Sie schaltete die Kaffeemaschine
aus, zog sich ein Fleece über und verließ die Wohnung.
Laufen, um durchzublicken.
Wäre sie heute Morgen losgejoggt, anstatt sich aufs Fahrrad zu schwingen, wäre sie
der Misere entkommen. Fast war es zu dämlich, um wahr zu sein. Entschlossen schritt
Katinka durch die Lange Straße und überquerte die Obere Rathausbrücke. Es war fast
elf am Vormittag – beste Touristenzeit. Ungeduldig drängte Katinka sich durch die
Menschenmenge. Neben dem UNESCO-Welterbe, dem ganzen Salbader von Fränkischem Rom
und diversen kulturellen Höhepunkten, warb nun auch noch die Landesgartenschau um
Gäste. Unter dem Torbogen hatte sich eine Besuchergruppe um einen Englisch sprechenden
Führer geschart. Um die Hälse der Touristen baumelten Namensschildchen.
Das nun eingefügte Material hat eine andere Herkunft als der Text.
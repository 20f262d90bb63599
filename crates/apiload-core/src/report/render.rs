//! Human-readable side-by-side comparison of two summaries.

use std::io::{self, Write};

use serde::{Deserialize, Serialize};

use super::insights::{derive_insights, recommendations, Insights, Recommendation, Side};
use super::StatSummary;

const LABEL_WIDTH: usize = 25;
const VALUE_WIDTH: usize = 15;
const RULE_WIDTH: usize = 60;

/// Display names for the two compared systems.
#[derive(Debug, Clone, PartialEq, Eq, Serialize, Deserialize)]
#[serde(rename_all = "snake_case")]
pub struct SystemLabels {
    pub left: String,
    pub right: String,
}

impl SystemLabels {
    pub fn new(left: impl Into<String>, right: impl Into<String>) -> Self {
        Self {
            left: left.into(),
            right: right.into(),
        }
    }

    pub fn get(&self, side: Side) -> &str {
        match side {
            Side::Left => &self.left,
            Side::Right => &self.right,
        }
    }
}

/// Everything the text report says, in serializable form.
#[derive(Debug, Clone, PartialEq, Serialize, Deserialize)]
#[serde(rename_all = "snake_case")]
pub struct ComparisonReport {
    pub labels: SystemLabels,
    pub left: StatSummary,
    pub right: StatSummary,
    pub insights: Insights,
    pub recommendations: Vec<Recommendation>,
}

impl ComparisonReport {
    pub fn new(labels: SystemLabels, left: StatSummary, right: StatSummary) -> Self {
        let insights = derive_insights(&left, &right);
        let recommendations = recommendations(&left, &right);
        Self {
            labels,
            left,
            right,
            insights,
            recommendations,
        }
    }

    /// The three insight sentences, in report order.
    pub fn insight_lines(&self) -> Vec<String> {
        let name = |side: Side| self.labels.get(side);
        let i = &self.insights;
        vec![
            format!(
                "{} has lower average response times than {}.",
                name(i.lower_avg_response_time),
                name(i.lower_avg_response_time.other())
            ),
            format!(
                "{} has higher throughput (requests/second) than {}.",
                name(i.higher_throughput),
                name(i.higher_throughput.other())
            ),
            format!(
                "{} shows more consistent response times (less variation).",
                name(i.more_consistent)
            ),
        ]
    }

    pub fn recommendation_lines(&self) -> Vec<String> {
        self.recommendations
            .iter()
            .map(|r| recommendation_text(r, &self.labels))
            .collect()
    }

    /// Write the full text report.
    pub fn write_to<W: Write>(&self, out: &mut W) -> io::Result<()> {
        let (l, r) = (&self.left, &self.right);

        writeln!(out, "\n=== Performance Comparison Report ===\n")?;
        row(out, "Metric", &self.labels.left, &self.labels.right)?;
        writeln!(out, "{}", "-".repeat(RULE_WIDTH))?;
        row(out, "Endpoint", &l.endpoint, &r.endpoint)?;
        row(out, "Total Requests", &l.requests.to_string(), &r.requests.to_string())?;
        row(out, "Failures", &l.failures.to_string(), &r.failures.to_string())?;
        row(
            out,
            "Failure Rate (%)",
            &format!("{:.2}%", l.failure_rate),
            &format!("{:.2}%", r.failure_rate),
        )?;

        let timings: [(&str, fn(&StatSummary) -> f64); 8] = [
            ("Avg Response Time (ms)", |s| s.avg_response_time),
            ("Median Response Time (ms)", |s| s.median_response_time),
            ("Min Response Time (ms)", |s| s.min_response_time),
            ("Max Response Time (ms)", |s| s.max_response_time),
            ("Requests/s", |s| s.requests_per_second),
            ("90% Response Time (ms)", |s| s.percentile_90),
            ("95% Response Time (ms)", |s| s.percentile_95),
            ("99% Response Time (ms)", |s| s.percentile_99),
        ];
        for (label, metric) in timings {
            row(
                out,
                label,
                &format!("{:.2}", metric(l)),
                &format!("{:.2}", metric(r)),
            )?;
        }

        writeln!(out, "\n=== Performance Insights ===\n")?;
        for line in self.insight_lines() {
            writeln!(out, "- {line}")?;
        }

        writeln!(out, "\n=== Recommendations ===\n")?;
        for line in self.recommendation_lines() {
            writeln!(out, "- {line}")?;
        }
        Ok(())
    }
}

fn row<W: Write>(out: &mut W, label: &str, left: &str, right: &str) -> io::Result<()> {
    writeln!(
        out,
        "{label:<LABEL_WIDTH$} {left:<VALUE_WIDTH$} {right:<VALUE_WIDTH$}"
    )
}

fn recommendation_text(rec: &Recommendation, labels: &SystemLabels) -> String {
    match rec {
        Recommendation::InvestigateFailures { side, failure_rate } => format!(
            "Investigate {} failures ({:.2}%).",
            labels.get(*side),
            failure_rate
        ),
        Recommendation::AddTimeouts { side } => format!(
            "Consider implementing timeouts for {} calls to handle slow responses.",
            labels.get(*side)
        ),
        Recommendation::RetryWithBackoff => {
            "For production use, implement retry logic with exponential backoff for both APIs."
                .to_string()
        }
        Recommendation::CacheResponses => "Consider caching responses for common queries to \
             reduce API load and improve response times."
            .to_string(),
    }
}

/// Write the comparison if both summaries are present.
///
/// Returns `Ok(false)` without writing anything when either side is missing.
pub fn report_comparison<W: Write>(
    left: Option<&StatSummary>,
    right: Option<&StatSummary>,
    labels: &SystemLabels,
    out: &mut W,
) -> io::Result<bool> {
    let (Some(left), Some(right)) = (left, right) else {
        tracing::error!("Missing summary data; skipping comparison report");
        return Ok(false);
    };

    ComparisonReport::new(labels.clone(), left.clone(), right.clone()).write_to(out)?;
    Ok(true)
}

#[cfg(test)]
mod tests {
    use super::*;
    use crate::report::fixtures::summary;

    fn labels() -> SystemLabels {
        SystemLabels::new("OpenAI", "Hugging Face")
    }

    fn render(left: &StatSummary, right: &StatSummary) -> String {
        let mut buf = Vec::new();
        let written = report_comparison(Some(left), Some(right), &labels(), &mut buf).unwrap();
        assert!(written);
        String::from_utf8(buf).unwrap()
    }

    #[test]
    fn both_absent_writes_nothing() {
        let mut buf = Vec::new();
        let written = report_comparison(None, None, &labels(), &mut buf).unwrap();
        assert!(!written);
        assert!(buf.is_empty());
    }

    #[test]
    fn one_absent_writes_nothing() {
        let left = summary("/a", 100.0, 1.0);
        let mut buf = Vec::new();
        assert!(!report_comparison(Some(&left), None, &labels(), &mut buf).unwrap());
        assert!(!report_comparison(None, Some(&left), &labels(), &mut buf).unwrap());
        assert!(buf.is_empty());
    }

    #[test]
    fn table_uses_fixed_column_widths() {
        let text = render(&summary("/v1/chat", 200.0, 10.0), &summary("/gen", 150.0, 12.0));
        let header = text
            .lines()
            .find(|l| l.starts_with("Metric"))
            .expect("header line");
        assert_eq!(header.trim_end(), format!("{:<25} {:<15} Hugging Face", "Metric", "OpenAI"));
        assert!(text.contains(&"-".repeat(60)));
        assert!(text.contains(&format!("{:<25} {:<15} {:<15}", "Avg Response Time (ms)", "200.00", "150.00")));
        assert!(text.contains(&format!("{:<25} {:<15} {:<15}", "Failure Rate (%)", "0.00%", "0.00%")));
        assert!(text.contains(&format!("{:<25} {:<15} {:<15}", "Total Requests", "100", "100")));
    }

    #[test]
    fn insights_name_the_winning_side() {
        let text = render(&summary("/v1/chat", 200.0, 10.0), &summary("/gen", 150.0, 12.0));
        assert!(text.contains("- Hugging Face has lower average response times than OpenAI."));
        assert!(text.contains("- Hugging Face has higher throughput (requests/second) than OpenAI."));
    }

    #[test]
    fn recommendations_include_failures_and_constants() {
        let mut left = summary("/a", 100.0, 10.0);
        left.failure_rate = 5.0;
        left.max_response_time = 1500.0;
        let text = render(&left, &summary("/b", 100.0, 10.0));
        assert!(text.contains("- Investigate OpenAI failures (5.00%)."));
        assert!(text.contains(
            "- Consider implementing timeouts for OpenAI calls to handle slow responses."
        ));
        assert!(text.contains("retry logic with exponential backoff"));
        assert!(text.contains("Consider caching responses"));
    }

    #[test]
    fn report_serializes_with_tagged_recommendations() {
        let report = ComparisonReport::new(
            labels(),
            summary("/a", 100.0, 10.0),
            summary("/b", 50.0, 10.0),
        );
        let json = serde_json::to_value(&report).unwrap();
        assert_eq!(json["insights"]["lower_avg_response_time"], "right");
        assert_eq!(json["recommendations"][0]["kind"], "retry_with_backoff");
        assert_eq!(json["labels"]["left"], "OpenAI");
    }
}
Damit man
sie zurückbringen konnte, wenn sie verloren gingen. Ein Namensschildchen, soweit
kam es noch.
Sie schlängelte
sich durch die Gruppe und machte, dass sie in weniger weltbekannte Bamberger Sträßchen
kam. Hier begegnete sie am Sonntag Vormittag allenfalls ein paar Kirchgängern.
Die Concordiastraße
war nun nicht berühmt. Zumindest nicht unter Touristen. Allerdings bisweilen unter
Leuten, die auf dem Trip waren. Katinka trat durch das breite Tor in den Innenhof
ihres Traumhauses. Die Briefkästen der Mieter hingen windschief an der Wand. Fahrräder,
von denen einige seit Jahren nicht mehr bewegt worden sein konnten, rosteten still
vor sich hin. Zwischen den uralten Kopfsteinen spross allerlei Kraut.
»Haben Sie schon
unterschrieben?«, tönte Dante Wischnewski ihr aus dem Innenhof entgegen.